| DATA SUPPLIED |
####

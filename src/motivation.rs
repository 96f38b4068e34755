//! Daily motivation: a one-line pep talk from Gaia, cached per day.
//!
//! The cache file holds a single `{date, text}` pair and is only valid on
//! the day it was written. Generation is strictly opt-in on the AI side
//! (enabled + key) and never caches a failure, so a bad morning call gets
//! retried the next time someone asks.

use std::path::{Path, PathBuf};

use anyhow::Result;
use chrono::{DateTime, Local};
use parking_lot::Mutex;
use serde::{Deserialize, Serialize};

use crate::chat::ChatMessage;
use crate::notifications::NotificationStore;
use crate::profile::UserProfile;
use crate::providers::{ChatProvider, Message};
use crate::secure::{SecureKey, SecureStore, SecureStoreError};
use crate::settings::AiBuddySettings;
use crate::store;

const MOTIVATION_FILE: &str = "daily_motivation.json";

/// Fixed notification id; rescheduling replaces the pending entry.
pub const NOTIFICATION_ID: &str = "daily-motivation-gaia";
pub const NOTIFICATION_TITLE: &str = "Today's motivation from Gaia";

const CONTEXT_TAIL: usize = 6;
const CONTEXT_LINE_CHARS: usize = 120;

#[derive(Debug, Clone, PartialEq, Serialize, Deserialize)]
#[serde(rename_all = "camelCase")]
pub struct MotivationCache {
    pub date: String,
    pub text: String,
}

pub struct MotivationStore {
    path: PathBuf,
    write_lock: Mutex<()>,
}

impl MotivationStore {
    pub fn new(data_dir: &Path) -> Self {
        Self {
            path: data_dir.join(MOTIVATION_FILE),
            write_lock: Mutex::new(()),
        }
    }

    /// Cached text for the given day; stale, absent, and unreadable caches
    /// all read as `None`.
    pub fn cached_for(&self, today: &str) -> Option<String> {
        let cache: MotivationCache = store::load_optional(&self.path)?;
        (cache.date == today).then_some(cache.text)
    }

    pub fn save_for(&self, today: &str, text: &str) -> Result<()> {
        let _guard = self.write_lock.lock();
        store::save_json(
            &self.path,
            &MotivationCache {
                date: today.to_string(),
                text: text.to_string(),
            },
        )
    }

    pub fn delete(&self) -> Result<()> {
        let _guard = self.write_lock.lock();
        store::remove_file(&self.path)
    }
}

/// Daily motivation opt-in flag, off until the user turns it on.
pub fn opt_in() -> bool {
    SecureStore::get_flag(SecureKey::DailyMotivationEnabled, false)
}

pub fn set_opt_in(enabled: bool) -> Result<(), SecureStoreError> {
    SecureStore::set_flag(SecureKey::DailyMotivationEnabled, enabled)
}

/// The single-user-message prompt sent to the model. Recent chat lines ride
/// along for tone when a transcript exists.
pub fn build_prompt(profile: &UserProfile, chat_tail: &[ChatMessage]) -> String {
    let goals = if profile.lifestyle_goals.is_empty() {
        "general wellness".to_string()
    } else {
        profile.lifestyle_goals.join(", ")
    };
    let mut prompt = format!(
        "You are Gaia, a supportive in-app assistant. Write exactly one short motivational statement (2–3 sentences max) for {} for today. Use their name. Consider their lifestyle goals: {}. Keep it warm, specific to their goals, and actionable. Do not use markdown or quotes.",
        profile.preferred_username, goals
    );
    if !chat_tail.is_empty() {
        prompt.push_str("\n\nRecent chat context (for tone only):\n");
        let lines: Vec<String> = chat_tail.iter().map(context_line).collect();
        prompt.push_str(&lines.join("\n"));
    }
    prompt
}

fn context_line(message: &ChatMessage) -> String {
    let mut content: String = message
        .content
        .chars()
        .take(CONTEXT_LINE_CHARS)
        .collect();
    if message.content.chars().count() > CONTEXT_LINE_CHARS {
        content.push('…');
    }
    format!("{}: {}", message.role.as_str(), content)
}

/// Generate and cache today's motivation. Returns `Ok(None)` without any
/// network call when the AI buddy is not ready; a failed or empty reply is
/// also `Ok(None)` and leaves the cache untouched. On success the text is
/// cached under today's key and, when `notify_opt_in` is set, the fixed-id
/// notification is (re)scheduled best-effort.
#[allow(clippy::too_many_arguments)]
pub async fn generate_for_today(
    motivation: &MotivationStore,
    notifications: &NotificationStore,
    profile: &UserProfile,
    settings: &AiBuddySettings,
    history: &[ChatMessage],
    provider: &dyn ChatProvider,
    today: &str,
    notify_opt_in: bool,
) -> Result<Option<String>> {
    if !settings.ready() {
        return Ok(None);
    }

    let tail_start = history.len().saturating_sub(CONTEXT_TAIL);
    let prompt = build_prompt(profile, &history[tail_start..]);
    let reply = match provider.chat(&[Message::user(prompt)]).await {
        Ok(reply) => reply,
        Err(err) => {
            tracing::warn!("motivation call failed: {err}");
            return Ok(None);
        }
    };
    let text = reply.trim();
    if text.is_empty() {
        return Ok(None);
    }

    motivation.save_for(today, text)?;
    if notify_opt_in {
        if let Err(err) =
            notifications.schedule(NOTIFICATION_ID, NOTIFICATION_TITLE, text, Local::now())
        {
            tracing::warn!("could not schedule motivation notification: {err}");
        }
    }
    Ok(Some(text.to_string()))
}

/// Cache-first wrapper: a valid entry for today short-circuits without
/// touching the network, so at most one successful call happens per day.
#[allow(clippy::too_many_arguments)]
pub async fn ensure_for_today(
    motivation: &MotivationStore,
    notifications: &NotificationStore,
    profile: &UserProfile,
    settings: &AiBuddySettings,
    history: &[ChatMessage],
    provider: &dyn ChatProvider,
    today: &str,
    notify_opt_in: bool,
) -> Result<Option<String>> {
    if let Some(text) = motivation.cached_for(today) {
        return Ok(Some(text));
    }
    generate_for_today(
        motivation,
        notifications,
        profile,
        settings,
        history,
        provider,
        today,
        notify_opt_in,
    )
    .await
}

/// Re-arm the notification from an already-valid cache entry, e.g. after a
/// restart. Does nothing without the opt-in or a fresh cache.
pub fn reschedule_if_enabled(
    motivation: &MotivationStore,
    notifications: &NotificationStore,
    opt_in: bool,
    today: &str,
    now: DateTime<Local>,
) -> Result<()> {
    if !opt_in {
        return Ok(());
    }
    if let Some(text) = motivation.cached_for(today) {
        notifications.schedule(NOTIFICATION_ID, NOTIFICATION_TITLE, &text, now)?;
    }
    Ok(())
}

#[cfg(test)]
mod tests {
    use super::*;
    use crate::chat::Role;
    use async_trait::async_trait;
    use std::sync::atomic::{AtomicUsize, Ordering};

    struct CountingProvider {
        reply: Option<&'static str>,
        calls: AtomicUsize,
    }

    impl CountingProvider {
        fn new(reply: Option<&'static str>) -> Self {
            Self {
                reply,
                calls: AtomicUsize::new(0),
            }
        }
    }

    #[async_trait]
    impl ChatProvider for CountingProvider {
        async fn chat(&self, _messages: &[Message]) -> Result<String> {
            self.calls.fetch_add(1, Ordering::SeqCst);
            match self.reply {
                Some(text) => Ok(text.to_string()),
                None => anyhow::bail!("scripted failure"),
            }
        }
    }

    fn profile_with_goals(goals: &[&str]) -> UserProfile {
        UserProfile {
            name: "Thandi".to_string(),
            surname: "Mokoena".to_string(),
            preferred_username: "Thandi".to_string(),
            lifestyle_goals: goals.iter().map(|g| g.to_string()).collect(),
            date_of_birth: "1992-06-14".to_string(),
            gender: None,
            race: None,
            country: None,
            diet: None,
            weight: None,
            height: None,
            completed_at: None,
        }
    }

    fn ready_settings() -> AiBuddySettings {
        AiBuddySettings {
            enabled: true,
            api_key: "key".to_string(),
            base_url: "https://ollama.com".to_string(),
            model: "gpt-oss:120b".to_string(),
        }
    }

    #[test]
    fn cache_is_only_valid_on_its_own_day() {
        let dir = tempfile::tempdir().expect("tmp");
        let motivation = MotivationStore::new(dir.path());
        assert_eq!(motivation.cached_for("2025-03-10"), None);

        motivation.save_for("2025-03-10", "Go get it!").expect("save");
        assert_eq!(
            motivation.cached_for("2025-03-10").as_deref(),
            Some("Go get it!")
        );
        assert_eq!(motivation.cached_for("2025-03-11"), None);

        motivation.delete().expect("delete");
        assert_eq!(motivation.cached_for("2025-03-10"), None);
    }

    #[test]
    fn corrupt_cache_reads_as_absent() {
        let dir = tempfile::tempdir().expect("tmp");
        std::fs::write(dir.path().join(MOTIVATION_FILE), "oops").expect("write");
        assert_eq!(MotivationStore::new(dir.path()).cached_for("2025-03-10"), None);
    }

    #[test]
    fn prompt_names_the_user_and_their_goals() {
        let prompt = build_prompt(&profile_with_goals(&["Fitness", "Sleep"]), &[]);
        assert!(prompt.contains("for Thandi for today"));
        assert!(prompt.contains("lifestyle goals: Fitness, Sleep."));
        assert!(!prompt.contains("Recent chat context"));

        let prompt = build_prompt(&profile_with_goals(&[]), &[]);
        assert!(prompt.contains("lifestyle goals: general wellness."));
    }

    #[test]
    fn prompt_appends_truncated_chat_context() {
        let long = "a".repeat(150);
        let tail = vec![
            ChatMessage::new(Role::User, long.clone()),
            ChatMessage::new(Role::Assistant, "short answer"),
        ];
        let prompt = build_prompt(&profile_with_goals(&["Fitness"]), &tail);
        assert!(prompt.contains("Recent chat context (for tone only):"));
        let expected = format!("user: {}…", "a".repeat(120));
        assert!(prompt.contains(&expected));
        assert!(!prompt.contains(&long));
        assert!(prompt.contains("assistant: short answer"));
    }

    #[tokio::test]
    async fn not_ready_means_no_call_and_no_cache() {
        let dir = tempfile::tempdir().expect("tmp");
        let motivation = MotivationStore::new(dir.path());
        let notifications = NotificationStore::new(dir.path());
        let provider = CountingProvider::new(Some("unused"));

        let result = generate_for_today(
            &motivation,
            &notifications,
            &profile_with_goals(&[]),
            &AiBuddySettings::default(),
            &[],
            &provider,
            "2025-03-10",
            false,
        )
        .await
        .expect("generate");
        assert_eq!(result, None);
        assert_eq!(provider.calls.load(Ordering::SeqCst), 0);
        assert_eq!(motivation.cached_for("2025-03-10"), None);
    }

    #[tokio::test]
    async fn success_caches_and_failure_does_not() {
        let dir = tempfile::tempdir().expect("tmp");
        let motivation = MotivationStore::new(dir.path());
        let notifications = NotificationStore::new(dir.path());

        let failing = CountingProvider::new(None);
        let result = generate_for_today(
            &motivation,
            &notifications,
            &profile_with_goals(&["Fitness"]),
            &ready_settings(),
            &[],
            &failing,
            "2025-03-10",
            false,
        )
        .await
        .expect("generate");
        assert_eq!(result, None);
        assert_eq!(motivation.cached_for("2025-03-10"), None);

        let empty = CountingProvider::new(Some("   "));
        let result = generate_for_today(
            &motivation,
            &notifications,
            &profile_with_goals(&["Fitness"]),
            &ready_settings(),
            &[],
            &empty,
            "2025-03-10",
            false,
        )
        .await
        .expect("generate");
        assert_eq!(result, None);
        assert_eq!(motivation.cached_for("2025-03-10"), None);

        let working = CountingProvider::new(Some("  You've got this, Thandi.  "));
        let result = generate_for_today(
            &motivation,
            &notifications,
            &profile_with_goals(&["Fitness"]),
            &ready_settings(),
            &[],
            &working,
            "2025-03-10",
            false,
        )
        .await
        .expect("generate");
        assert_eq!(result.as_deref(), Some("You've got this, Thandi."));
        assert_eq!(
            motivation.cached_for("2025-03-10").as_deref(),
            Some("You've got this, Thandi.")
        );
    }

    #[tokio::test]
    async fn a_valid_cache_short_circuits_the_provider() {
        let dir = tempfile::tempdir().expect("tmp");
        let motivation = MotivationStore::new(dir.path());
        let notifications = NotificationStore::new(dir.path());
        let provider = CountingProvider::new(Some("fresh text"));

        let first = ensure_for_today(
            &motivation,
            &notifications,
            &profile_with_goals(&["Sleep"]),
            &ready_settings(),
            &[],
            &provider,
            "2025-03-10",
            false,
        )
        .await
        .expect("ensure");
        assert_eq!(first.as_deref(), Some("fresh text"));

        let second = ensure_for_today(
            &motivation,
            &notifications,
            &profile_with_goals(&["Sleep"]),
            &ready_settings(),
            &[],
            &provider,
            "2025-03-10",
            false,
        )
        .await
        .expect("ensure");
        assert_eq!(second.as_deref(), Some("fresh text"));
        assert_eq!(provider.calls.load(Ordering::SeqCst), 1);
    }

    #[tokio::test]
    async fn opt_in_schedules_the_fixed_id_notification() {
        let dir = tempfile::tempdir().expect("tmp");
        let motivation = MotivationStore::new(dir.path());
        let notifications = NotificationStore::new(dir.path());
        let provider = CountingProvider::new(Some("Morning! Keep moving."));

        generate_for_today(
            &motivation,
            &notifications,
            &profile_with_goals(&["Fitness"]),
            &ready_settings(),
            &[],
            &provider,
            "2025-03-10",
            true,
        )
        .await
        .expect("generate");

        let pending = notifications.pending();
        assert_eq!(pending.len(), 1);
        assert_eq!(pending[0].id, NOTIFICATION_ID);
        assert_eq!(pending[0].title, NOTIFICATION_TITLE);
        assert_eq!(pending[0].body, "Morning! Keep moving.");
    }

    #[test]
    fn reschedule_needs_opt_in_and_a_fresh_cache() {
        let dir = tempfile::tempdir().expect("tmp");
        let motivation = MotivationStore::new(dir.path());
        let notifications = NotificationStore::new(dir.path());
        let now = Local::now();

        motivation.save_for("2025-03-10", "Shine on.").expect("save");
        reschedule_if_enabled(&motivation, &notifications, false, "2025-03-10", now)
            .expect("reschedule");
        assert!(notifications.pending().is_empty());

        reschedule_if_enabled(&motivation, &notifications, true, "2025-03-11", now)
            .expect("reschedule");
        assert!(notifications.pending().is_empty());

        reschedule_if_enabled(&motivation, &notifications, true, "2025-03-10", now)
            .expect("reschedule");
        assert_eq!(notifications.pending().len(), 1);
    }
}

####

| TASK DIRECTIONS |
Read through the listing and copy each line in which the word "Serialize" occurs.

| RESULT OF THIS TASK |
use serde::{Deserialize, Serialize};
#[derive(Debug, Clone, PartialEq, Serialize, Deserialize)]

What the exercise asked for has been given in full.